_PROBLEM REQUIREMENTS_
Begin at the line containing "its deadline is" and reproduce every line through the end of the entries below. Nothing else should appear.

============

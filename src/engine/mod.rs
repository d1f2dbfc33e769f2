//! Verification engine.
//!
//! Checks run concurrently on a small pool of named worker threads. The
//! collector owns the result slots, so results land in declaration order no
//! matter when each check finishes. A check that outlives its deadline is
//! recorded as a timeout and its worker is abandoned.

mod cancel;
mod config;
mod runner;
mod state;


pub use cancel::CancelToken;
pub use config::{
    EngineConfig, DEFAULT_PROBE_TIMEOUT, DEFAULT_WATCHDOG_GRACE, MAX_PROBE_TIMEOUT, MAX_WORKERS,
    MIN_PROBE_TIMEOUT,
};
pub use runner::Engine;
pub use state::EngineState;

============

_RESULT FOR THIS EXERCISE_
//! matter when each check finishes. A check that outlives its deadline is
//! recorded as a timeout and its worker is abandoned.

mod cancel;
mod config;
mod runner;
mod state;


pub use cancel::CancelToken;
pub use config::{
    EngineConfig, DEFAULT_PROBE_TIMEOUT, DEFAULT_WATCHDOG_GRACE, MAX_PROBE_TIMEOUT, MAX_WORKERS,
    MIN_PROBE_TIMEOUT,
};
pub use runner::Engine;
pub use state::EngineState;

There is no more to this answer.